Rhum Barbancourt is rum produced from pure sugar cane juice and bottled in Haiti by Société du Rhum Barbancourt. The distillery is one of Haiti's oldest institutions, and its rum is the country's most famous export, widely regarded as among the finest rums in the world for over 150 years.

==Company history==

The family business began on March 18, 1862, producing rum directly from sugar cane juice. Dupré Barbancourt, from the cognac-producing region of Charente founded the distillery in 1862. After learning how to make rum in December of that year, he soon began selling it for HTG 1.50 (USD $0.30) per gallon.

When Dupré Barbancourt died, the distillery passed to his wife Nathalie Gardère who managed it with the help of her nephew Paul Gardère. When she died, Paul then directed the company until his death in 1946, when his son Jean Gardère took up the baton, furthering the family tradition until 1990. When Jean passed, Thierry Gardère took over, becoming the fourth generation of the Gardère family to lead the company. Upon the death of Thierry Gardère on March 1, 2017, Delphine Nathalie Gardère succeeded her father as CEO of Barbancourt.

During the 2010 Haitian earthquake, two workers died, about 86 lost their houses, many aging barrels were destroyed, halting the rum production, and rum supply and prices were affected. By May 2010 however, production had already resumed.

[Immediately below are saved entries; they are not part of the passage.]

#[cfg(test)]
mod tests {
    use carbon_map_project_models::ProjectsDocument;
    use carbon_map_render_models::InteractionState;

    use super::*;

    fn primary() -> ProjectsDocument {
        serde_json::from_value(serde_json::json!({
            "projects": [
                {
                    "project_id": "VCS1468",
                    "short_name": "NRT",
                    "conservancies": [
                        {"name": "Sera Community Conservancy", "short_name": "Sera",
                         "coordinates": {"lat": 1.05, "lng": 37.75}, "population": 12500},
                        {"name": "Kalama", "lat": 0.95, "lng": 37.55},
                        {"name": "Melako"}
                    ]
                },
                {
                    "project_id": "VCS2623",
                    "short_name": "Komaza",
                    "counties": ["Kilifi", "Kwale"],
                    "coordinates": {"center_lat": -3.6, "center_lng": 39.7},
                    "boundary_coordinates": {
                        "representative_boundaries": [
                            {"region": "Kilifi", "coordinates": [[-3.5, 39.8]]},
                            {"landowner": "Smallholder", "sample_coordinates": [[39.9, -3.4], [-3.3, 39.9], [-3.3, 40.0]]},
                            {"region": "Empty", "coordinates": []}
                        ]
                    }
                },
                {
                    "project_id": "VCS5451",
                    "short_name": "KCSA",
                    "counties": ["Turkana", "Narok", "Narok", "Atlantis"],
                    "boundary_coordinates": {
                        "main_boundary": [[3.0, 34.0], [3.0, 36.0], [4.0, 35.0], "bad"]
                    }
                },
                {
                    "project_id": "VCS3340",
                    "name": "Boomitra Kenya",
                    "coordinates": {"lat": 0.3, "lng": 36.5}
                },
                {"project_id": "VCS9999", "name": "Unlisted"}
            ]
        }))
        .unwrap()
    }

    fn comprehensive() -> ProjectsDocument {
        serde_json::from_value(serde_json::json!({
            "projects": [{
                "project_id": "VCS1468",
                "conservancies": [
                    {
                        "name": "Sera Conservancy",
                        "boundary_coordinates": {
                            "simplified_coordinates": [[1.0, 37.7], [1.0, 37.9], [1.2, 37.8]]
                        }
                    },
                    {
                        "name": "Biliqo Bulesa",
                        "boundary_coordinates": {
                            "simplified_coordinates": [[37.9, 1.3], [38.1, 1.3], [38.0, 1.5]]
                        }
                    },
                    {
                        "name": "Too Small",
                        "boundary_coordinates": {"simplified_coordinates": [[1.0, 37.0], [1.1, 37.1]]}
                    },
                    {
                        "name": "Not An Array",
                        "boundary_coordinates": {"simplified_coordinates": "n/a"}
                    }
                ]
            }]
        }))
        .unwrap()
    }

    fn sources() -> SourceDocuments {
        SourceDocuments {
            primary: Some(primary()),
            comprehensive: Some(comprehensive()),
        }
    }

    fn polygons(scene: &MapScene, layer: &str) -> Vec<Shape> {
        scene
            .layer(layer)
            .unwrap()
            .shapes
            .iter()
            .filter(|s| matches!(s.kind, ShapeKind::Polygon { .. }))
            .cloned()
            .collect()
    }

    fn ring(shape: &Shape) -> &[LatLng] {
        match &shape.kind {
            ShapeKind::Polygon { ring, .. } => ring,
            ShapeKind::Marker { .. } => panic!("expected polygon"),
        }
    }

    #[test]
    fn layers_follow_control_order() {
        let scene = build_scene(&sources(), &RenderConfig::embedded());
        let labels: Vec<&str> = scene.layers.iter().map(|l| l.label.as_str()).collect();
        assert_eq!(
            labels,
            [
                "NRT project boundary",
                "NRT conservancy boundaries",
                "Komaza (VCS 2623)",
                "Boomitra Kenya (VCS 3340)",
                "KCSA (VCS 5451)",
                "Markers"
            ]
        );
        assert!(scene.layers.iter().all(|l| l.visible));
    }

    #[test]
    fn shape_ids_are_unique() {
        let scene = build_scene(&sources(), &RenderConfig::embedded());
        let ids: BTreeSet<ShapeId> = scene
            .layers
            .iter()
            .flat_map(|l| &l.shapes)
            .map(|s| s.id)
            .collect();
        let count = scene.layers.iter().map(|l| l.shapes.len()).sum::<usize>();
        assert_eq!(ids.len(), count);
    }

    #[test]
    fn aggregate_outline_is_closed_hull() {
        let config = RenderConfig::embedded();
        let scene = build_scene(&sources(), &config);
        let outline = polygons(&scene, "nrt_project");
        assert_eq!(outline.len(), 1);
        let shape = &outline[0];
        assert!(shape.selection.is_none());
        assert_eq!(shape.tooltip, "NRT project boundary – whole project (VCS 1468)");

        let ring = ring(shape);
        assert_eq!(ring.first(), ring.last());
        assert!(carbon_map_geometry::signed_area(ring) > 0.0);
        // Kalama center lies on the hull.
        assert!(ring.contains(&LatLng::new(0.95, 37.55)));
        assert_eq!(
            shape.style_for(InteractionState::Idle).unwrap().weight,
            config.aggregate.style.weight
        );
    }

    #[test]
    fn aggregate_outline_falls_back_without_sources() {
        let scene = build_scene(&SourceDocuments::default(), &RenderConfig::embedded());
        let outline = polygons(&scene, "nrt_project");
        let ring = ring(&outline[0]);
        assert_eq!(ring.len(), 14);
        assert_eq!(ring[0], LatLng::new(0.02, 36.82));
        assert_eq!(ring[13], ring[0]);
        assert_eq!(scene.viewport.zoom, 7);
        assert_eq!(scene.layers.iter().map(|l| l.shapes.len()).sum::<usize>(), 1);
    }

    #[test]
    fn conservancy_boundaries_select_merged_record() {
        let scene = build_scene(&sources(), &RenderConfig::embedded());
        let shapes = polygons(&scene, "nrt_conservancies");
        assert_eq!(shapes.len(), 2);

        let sera = &shapes[0];
        assert_eq!(sera.tooltip, "Sera Conservancy");
        let target = sera.selection.as_ref().unwrap();
        assert_eq!(target.title, "Sera Conservancy");
        let AreaRecord::Conservancy(merged) = scene.record(target.record).unwrap() else {
            panic!("expected conservancy record");
        };
        assert_eq!(merged.population, Some(12_500.0));

        let biliqo = &shapes[1];
        assert_eq!(ring(biliqo)[0], LatLng::new(1.3, 37.9));
        let AreaRecord::Conservancy(own) = scene
            .record(biliqo.selection.as_ref().unwrap().record)
            .unwrap()
        else {
            panic!("expected conservancy record");
        };
        assert_eq!(own.name.as_deref(), Some("Biliqo Bulesa"));

        let hover = sera.style_for(InteractionState::Hovered).unwrap();
        assert!((hover.fill_opacity - 0.35).abs() < 1e-9);
    }

    #[test]
    fn project_main_boundary_is_clipped() {
        let scene = build_scene(&sources(), &RenderConfig::embedded());
        let kcsa = polygons(&scene, "kcsa");
        let main = kcsa
            .iter()
            .find(|s| s.tooltip == "KCSA (VCS5451)")
            .unwrap();
        let ring = ring(main);
        assert_eq!(ring.len(), 3);
        assert_eq!(ring[0], LatLng::new(3.0, 34.55));
        assert!(ring.iter().all(|p| p.lng >= 34.55));
        assert_eq!(main.selection.as_ref().unwrap().title, "KCSA");
    }

    #[test]
    fn degenerate_boundaries_are_repaired_or_skipped() {
        let mut primary = primary();
        let kcsa = primary
            .projects
            .iter_mut()
            .find(|p| p.id() == "VCS5451")
            .unwrap();
        // Every point lies west of the clip bound and collapses onto it.
        kcsa.boundary_coordinates.as_mut().unwrap().main_boundary =
            Some(serde_json::json!([[3.0, 34.0], [3.5, 34.2], [4.0, 34.1]]));

        let mut comprehensive = comprehensive();
        comprehensive.projects[0].conservancies.push(
            serde_json::from_value(serde_json::json!({
                "name": "Dup",
                "boundary_coordinates": {
                    "simplified_coordinates": [[1.0, 37.0], [1.0, 37.0], [1.0, 37.0]]
                }
            }))
            .unwrap(),
        );

        let sources = SourceDocuments {
            primary: Some(primary),
            comprehensive: Some(comprehensive),
        };
        let scene = build_scene(&sources, &RenderConfig::embedded());

        let conservancies = polygons(&scene, "nrt_conservancies");
        assert_eq!(conservancies.len(), 3);
        let dup = conservancies.iter().find(|s| s.tooltip == "Dup").unwrap();
        let square = ring(dup);
        assert_eq!(square.len(), 4);
        let c = centroid(square).unwrap();
        assert!((c.lat - 1.0).abs() < 1e-9);
        assert!((c.lng - 37.0).abs() < 1e-9);

        let index = crate::interaction::HitIndex::build(&scene);
        let event =
            crate::interaction::select_at(&scene, &index, LatLng::new(1.0, 37.0)).unwrap();
        assert_eq!(event.title, "Dup");

        assert!(
            polygons(&scene, "kcsa")
                .iter()
                .all(|s| s.tooltip != "KCSA (VCS5451)")
        );
        for shape in scene.layers.iter().flat_map(|l| &l.shapes) {
            if let ShapeKind::Polygon { ring, .. } = &shape.kind {
                assert!(signed_area(ring).abs() > 0.0, "{} has no area", shape.tooltip);
            }
        }
    }

    #[test]
    fn representative_boundaries_are_repaired() {
        let scene = build_scene(&sources(), &RenderConfig::embedded());
        let komaza = polygons(&scene, "komaza");
        assert_eq!(komaza.len(), 2);

        let kilifi = &komaza[0];
        assert_eq!(kilifi.tooltip, "Komaza – Kilifi");
        let square = ring(kilifi);
        assert_eq!(square.len(), 4);
        // Centered on the project center, not the single sample point.
        let c = carbon_map_geometry::centroid(square).unwrap();
        assert!((c.lat + 3.6).abs() < 1e-9);
        assert!((c.lng - 39.7).abs() < 1e-9);

        let sample = &komaza[1];
        assert_eq!(sample.tooltip, "Komaza – Smallholder");
        assert_eq!(ring(sample)[0], LatLng::new(-3.4, 39.9));

        // Both shapes point at the same project record.
        assert_eq!(
            kilifi.selection.as_ref().unwrap().record,
            sample.selection.as_ref().unwrap().record
        );
    }

    #[test]
    fn county_markers_prefer_region_centroid() {
        let scene = build_scene(&sources(), &RenderConfig::embedded());
        let markers = &scene.layer("markers").unwrap().shapes;

        let kilifi = markers
            .iter()
            .find(|s| s.tooltip == "Komaza – Kilifi (VCS2623)")
            .unwrap();
        let ShapeKind::Marker { position, icon } = &kilifi.kind else {
            panic!("expected marker");
        };
        assert!((position.lat + 3.6).abs() < 1e-9);
        assert_eq!(icon.class_name, "other-project-marker");

        let kwale = markers
            .iter()
            .find(|s| s.tooltip == "Komaza – Kwale (VCS2623)")
            .unwrap();
        assert_eq!(kwale.points(), &[LatLng::new(-4.2, 39.5)]);
    }

    #[test]
    fn county_markers_are_deduplicated_and_unknown_skipped() {
        let scene = build_scene(&sources(), &RenderConfig::embedded());
        let kcsa_markers: Vec<&Shape> = scene
            .layer("markers")
            .unwrap()
            .shapes
            .iter()
            .filter(|s| s.tooltip.ends_with("(VCS5451)"))
            .collect();
        let tooltips: Vec<&str> = kcsa_markers.iter().map(|s| s.tooltip.as_str()).collect();
        assert_eq!(tooltips, ["KCSA – Turkana (VCS5451)", "KCSA – Narok (VCS5451)"]);
    }

    #[test]
    fn project_without_counties_gets_center_marker() {
        let scene = build_scene(&sources(), &RenderConfig::embedded());
        let markers = &scene.layer("markers").unwrap().shapes;
        let boomitra = markers
            .iter()
            .find(|s| s.tooltip == "Boomitra Kenya (VCS3340)")
            .unwrap();
        assert_eq!(boomitra.points(), &[LatLng::new(0.3, 36.5)]);
        assert!(polygons(&scene, "boomitra").is_empty());
        // No geometry and no center: nothing rendered.
        assert!(!markers.iter().any(|s| s.tooltip.contains("VCS9999")));
    }

    #[test]
    fn conservancy_markers_use_primary_record() {
        let scene = build_scene(&sources(), &RenderConfig::embedded());
        let markers: Vec<&Shape> = scene
            .layer("markers")
            .unwrap()
            .shapes
            .iter()
            .filter(|s| {
                matches!(&s.kind, ShapeKind::Marker { icon, .. } if icon.class_name == "conservancy-marker")
            })
            .collect();
        assert_eq!(markers.len(), 2);
        assert_eq!(markers[0].tooltip, "Sera Community Conservancy");
        assert_eq!(markers[1].points(), &[LatLng::new(0.95, 37.55)]);
    }

    #[test]
    fn viewport_covers_rendered_shapes() {
        let scene = build_scene(&sources(), &RenderConfig::embedded());
        let bounds = scene.viewport.bounds.unwrap();
        for shape in scene.layers.iter().flat_map(|l| &l.shapes) {
            for p in shape.points() {
                assert!(bounds.contains(*p), "{p:?} outside {bounds:?}");
            }
        }
        assert!(scene.viewport.zoom <= 7);
    }

    #[test]
    fn missing_comprehensive_document_still_renders_projects() {
        let sources = SourceDocuments {
            primary: Some(primary()),
            comprehensive: None,
        };
        let scene = build_scene(&sources, &RenderConfig::embedded());
        assert!(polygons(&scene, "nrt_conservancies").is_empty());
        assert_eq!(polygons(&scene, "komaza").len(), 2);
        // Two conservancy centers are not enough for a hull.
        assert_eq!(ring(&polygons(&scene, "nrt_project")[0]).len(), 14);
    }
}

In November 2020, Delphine Nathalie Gardère announced that she now owned 100% of the shares of Société du Rhum Barbancourt through a Leverage Buy-Out of all the other Gardère family members.

==Expansion and operations==

In 1949, the company relocated to the heart of the sugar cane fields of the Domaine Barbancourt in the plaine du Cul-de-Sac region. By 1952, the successful company ramped up production, transforming itself from what once was a cottage industry into a major producer of high-quality rum. The rum is double distilled, using a process similar to that used to produce cognac.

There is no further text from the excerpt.